Integration with external identity providers in TKG leverages Project Pinniped to implement OIDC integration with external providers. Pinniped is an authentication service for Kubernetes clusters which allows you to bring your own OIDC, LDAP, or Active Directory identity provider to act as the source of user identities. A user’s identity in the external identity provider becomes their identity in Kubernetes. All other aspects of Kubernetes that are sensitive to identity, such as authorisation policies and audit logging, are then based on the user identities from your identity provider. A major advantage of using an external identity provider to authenticate user access to your Tanzu/Kubernetes clusters is that Kubeconfig files will not contain any specific user identity or credentials, so they can be safely shared.

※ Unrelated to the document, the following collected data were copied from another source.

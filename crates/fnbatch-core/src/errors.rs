//! Structured error types shared across fnbatch crates.

use std::collections::BTreeMap;
use std::fmt::{self, Display};

use serde::{Deserialize, Serialize};
use thiserror::Error;

/// Structured payload attached to every [`BatchError`] variant.
#[derive(Debug, Clone, PartialEq, Eq, Serialize, Deserialize)]
pub struct ErrorInfo {
    /// Stable machine readable error code, `<area>.<snake_case>` (`param.invalid_range`).
    pub code: String,
    /// Human readable diagnostic message.
    pub message: String,
    /// Contextual key value pairs (parameter names, dependency names, sizes).
    #[serde(default)]
    pub context: BTreeMap<String, String>,
    /// Optional hint that may help a schema author resolve the issue.
    #[serde(skip_serializing_if = "Option::is_none")]
    pub hint: Option<String>,
}

impl ErrorInfo {
    /// Creates a new error payload with the provided code and message.
    pub fn new(code: impl Into<String>, message: impl Into<String>) -> Self {
        Self {
            code: code.into(),
            message: message.into(),
            context: BTreeMap::new(),
            hint: None,
        }
    }

    /// Adds a context entry to the payload.
    pub fn with_context(mut self, key: impl Into<String>, value: impl Into<String>) -> Self {
        self.context.insert(key.into(), value.into());
        self
    }

    /// Sets a human readable hint for remediation.
    pub fn with_hint(mut self, hint: impl Into<String>) -> Self {
        self.hint = Some(hint.into());
        self
    }
}

/// Canonical error type for batch input generation.
#[derive(Debug, Clone, PartialEq, Eq, Serialize, Deserialize, Error)]
#[serde(tag = "family", content = "detail")]
pub enum BatchError {
    /// The schema document matches neither supported dialect or is malformed.
    #[error("unsupported schema: {0}")]
    Schema(ErrorInfo),
    /// A parameter has no sampling rule and no default value.
    #[error("unsupported parameter kind: {0}")]
    ParameterKind(ErrorInfo),
    /// One or more required model dependencies were not supplied.
    #[error("missing model dependency: {0}")]
    Dependency(ErrorInfo),
    /// The evenly distributed sampler was called with invalid arguments.
    #[error("invalid sampler arguments: {0}")]
    Sampler(ErrorInfo),
    /// Generator configuration is invalid.
    #[error("config error: {0}")]
    Config(ErrorInfo),
    /// Serialization and deserialization errors.
    #[error("serde error: {0}")]
    Serde(ErrorInfo),
    /// Filesystem errors raised at the read/write boundary.
    #[error("io error: {0}")]
    Io(ErrorInfo),
}

impl Display for ErrorInfo {
    fn fmt(&self, f: &mut fmt::Formatter<'_>) -> fmt::Result {
        write!(f, "{} (code: {})", self.message, self.code)?;
        if !self.context.is_empty() {
            write!(f, " | context: [")?;
            for (idx, (key, value)) in self.context.iter().enumerate() {
                if idx > 0 {
                    write!(f, ", ")?;
                }
                write!(f, "{key}={value}")?;
            }
            write!(f, "]")?;
        }
        if let Some(hint) = &self.hint {
            write!(f, " | hint: {hint}")?;
        }
        Ok(())
    }
}

impl BatchError {
    /// Returns a reference to the payload describing the error.
    pub fn info(&self) -> &ErrorInfo {
        match self {
            BatchError::Schema(info)
            | BatchError::ParameterKind(info)
            | BatchError::Dependency(info)
            | BatchError::Sampler(info)
            | BatchError::Config(info)
            | BatchError::Serde(info)
            | BatchError::Io(info) => info,
        }
    }

    /// Shorthand for the stable error code of the payload.
    pub fn code(&self) -> &str {
        &self.info().code
    }
}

You can enable identity management during or after management cluster deployment, by configuring an LDAPS or OIDC identity provider. Any workload clusters that you create after enabling identity management are automatically configured to use the same identity provider as the management cluster.
Image below shows how users are getting authenticated to TKG workload clusters by means of OIDC or LDAP provider. TKG admin will need to provision TKG management cluster and configure OIDC or LDAP external identity providers and eventually for any subsequent created TKG workload clusters, Tanzu admin will need to provide TKG workload cluster kubeconfig file to end users who needs to use this kubeconfig to connect to TKG workload clusters. Once a user sends an access request to a TKG workload cluster, workload cluster will provide user information to pinniped service running on TKG management cluster which will authenticate towards the IdP (WS1 Access in my setup) and if user is found in directory services then IdP will generate an access token which user will use to be able to access the workload cluster.
Image source: https://docs.vmware.com/en/VMware-Tanzu-Kubernetes-Grid/1.6/vmware-tanzu-kubernetes-grid-16/GUID-iam-about-iam.html
For software versions I used the following:
- VMware ESXi 7.0U3g
- vCenter server version 7.0U3
- VMware WorkspaceONE Access 22.09.10
- Tanzu Kubernetes Grid 2.1.0
- WorkspaceONE Windows Connector
- VMware NSX ALB (Avi) version 22.1.2
- TrueNAS 12.0-U7 used to provision NFS data stores to ESXi hosts.
- VyOS 1.3 used as lab backbone router, Gateway, DNS and NTP
- Windows 2019 Server as DNS and AD.
- Windows 10 Pro as management host for UI access.
- Ubuntu 20.04 as Linux jumpbox for running tanzu cli and kubectl cli.
For virtual hosts and appliances sizing I used the following specs:
- 3 x ESXi hosts each with 12 vCPUs, 2 x NICs and 128 GB RAM.
- vCenter server appliance with 2 vCPU and 24 GB RAM.
- Download TKG template image and upload to vCenter.
- Install Tanzu CLI on your Bootstrap machine.
- Deploy WorkspaceONE Access and WorkspaceONE Access connector and ensure that your AD users and groups are synchronised with WS1 Access successfully.
- Create a Web App pointing to pinniped service running on TKG management cluster as OIDC client.
- Deploy TKG management cluster and add WS1 Access as an external OIDC provider.
- Setup pinniped secret on management cluster.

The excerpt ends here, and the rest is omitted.